La regia divide il pubblico
È l’opera degli esordi. Per la prima volta il direttore d’orchestra Giacomo Sagripanti, 28 anni, suona a Cagliari e debutta in Traviata . Per la prima volta Roberto De Candia è Germont in un teatro italiano. Per la prima volta il sindaco Massimo Zedda, 35 anni, segue un’opera lirica in platea, abito scuro e cravatta, accanto al presidente della Regione Cappellacci e al Sovrintendente Di Benedetto. È una Traviata ringiovanita di un centinaio d’anni anche quella che viene proposta sul palco dal regista-baritono Alfonso Antoniozzi. E non tutti naturalmente apprezzano. Come sempre accade quando una regia è innovativa, il pubblico si divide. C’è chi sente nostalgia delle zingarelle e dei toreador, chi rimpiange le crinoline ottocentesche, chi non accetta che Violetta sia vestita «com’ero io, negli anni del liceo». Molti altri, al contrario, trovano estremamente interessante la scelta registica. Raffinata nella scenografia, elegante in quel continuo richiamo a Le Corbusier e alle sue architetture razionaliste, particolarmente azzeccata in quella soluzione finale dello sdoppiamento.
L’allestimento del Comunale di Bologna che ha debuttato alcuni mesi fa con la solita, straordinaria Mariella Devia, proporrà in città altre cinque recite. Ad alternarsi con la protagonista Annamaria Dell’Oste, (applaudita ieri con l’intera compagnia, l’orchestra, il coro, il direttore Sagripanti e il maestro del coro Fogliazza, a domani la critica musicale) sarà la giovane Maria Ligresta. Un esordio molto atteso anche il suo, nei panni di Violetta.

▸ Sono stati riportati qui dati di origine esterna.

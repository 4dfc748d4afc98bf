//! Core error types for nightduty-core.
//!
//! Only the edges of the engine can fail: the SQLite key-value store and the
//! TOML configuration file. Rule evaluation itself never returns an error, a
//! handler that cannot extract its fields simply yields `None`.

use std::path::PathBuf;
use thiserror::Error;

/// Core error type for nightduty-core.
#[derive(Error, Debug)]
pub enum CoreError {
    /// Storage-related errors
    #[error("Storage error: {0}")]
    Storage(#[from] StorageError),

    /// Configuration-related errors
    #[error("Configuration error: {0}")]
    Config(#[from] ConfigError),

    /// IO errors
    #[error("IO error: {0}")]
    Io(#[from] std::io::Error),

    /// Serialization/deserialization errors
    #[error("JSON error: {0}")]
    Json(#[from] serde_json::Error),
}

/// Key-value store errors.
#[derive(Error, Debug)]
pub enum StorageError {
    /// Failed to open the session database
    #[error("Failed to open session database at {path}: {source}")]
    OpenFailed {
        path: PathBuf,
        #[source]
        source: rusqlite::Error,
    },

    /// Query execution failed
    #[error("Query failed: {0}")]
    QueryFailed(String),

    /// Database is locked by another process
    #[error("Session database is locked")]
    Locked,

    /// Data directory could not be resolved or created
    #[error("Data directory unavailable: {0}")]
    DataDir(String),
}

/// Configuration-specific errors.
#[derive(Error, Debug)]
pub enum ConfigError {
    /// Failed to load configuration
    #[error("Failed to load configuration from {path}: {message}")]
    LoadFailed { path: PathBuf, message: String },

    /// Failed to save configuration
    #[error("Failed to save configuration to {path}: {message}")]
    SaveFailed { path: PathBuf, message: String },

    /// Invalid configuration value
    #[error("Invalid configuration value for '{key}': {message}")]
    InvalidValue { key: String, message: String },

    /// Key does not exist in the configuration tree
    #[error("Unknown configuration key: {0}")]
    UnknownKey(String),
}

impl From<rusqlite::Error> for StorageError {
    fn from(err: rusqlite::Error) -> Self {
        match &err {
            rusqlite::Error::SqliteFailure(code, _msg)
                if code.code == rusqlite::ErrorCode::DatabaseLocked =>
            {
                StorageError::Locked
            }
            _ => StorageError::QueryFailed(err.to_string()),
        }
    }
}

impl From<rusqlite::Error> for CoreError {
    fn from(err: rusqlite::Error) -> Self {
        CoreError::Storage(err.into())
    }
}

/// Result type alias for CoreError
pub type Result<T, E = CoreError> = std::result::Result<T, E>;

#[cfg(test)]
mod tests {
    use super::*;

    #[test]
    fn locked_sqlite_error_maps_to_locked() {
        let err = rusqlite::Error::SqliteFailure(
            rusqlite::ffi::Error::new(rusqlite::ffi::SQLITE_LOCKED),
            None,
        );
        assert!(matches!(StorageError::from(err), StorageError::Locked));
    }

    #[test]
    fn other_sqlite_errors_map_to_query_failed() {
        let err = rusqlite::Error::QueryReturnedNoRows;
        assert!(matches!(
            StorageError::from(err),
            StorageError::QueryFailed(_)
        ));
    }

    #[test]
    fn config_error_message_names_key() {
        let err = CoreError::from(ConfigError::UnknownKey("policy.nope".into()));
        assert!(err.to_string().contains("policy.nope"));
    }
}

Nel clima di festa che ha riacceso finalmente il teatro, e ha coinvolto nell’applauso finale tutti i protagonisti, c’è stato spazio per un dono. Una fotografia di Giuseppe Verdi che un architetto milanese, Paolo Giussani, ha voluto lasciare al teatro in segno di stima e ammirazione per Orchestra e Coro. La foto riporta una dedica autografa del musicista alla contessa Clara Maffei Carrara Spinelli di Bergamo, ed è datata 14 maggio 1867. Ottantaquattro anni, l’ex professore di Scienza delle costruzioni del Politecnico vive da due anni a Cagliari ed è abbonato al Lirico. Ieri, accompagnato dalla collega Giuseppina Bellu, ha consegnato al sovrintendente la foto di Verdi che ora appartiene al teatro.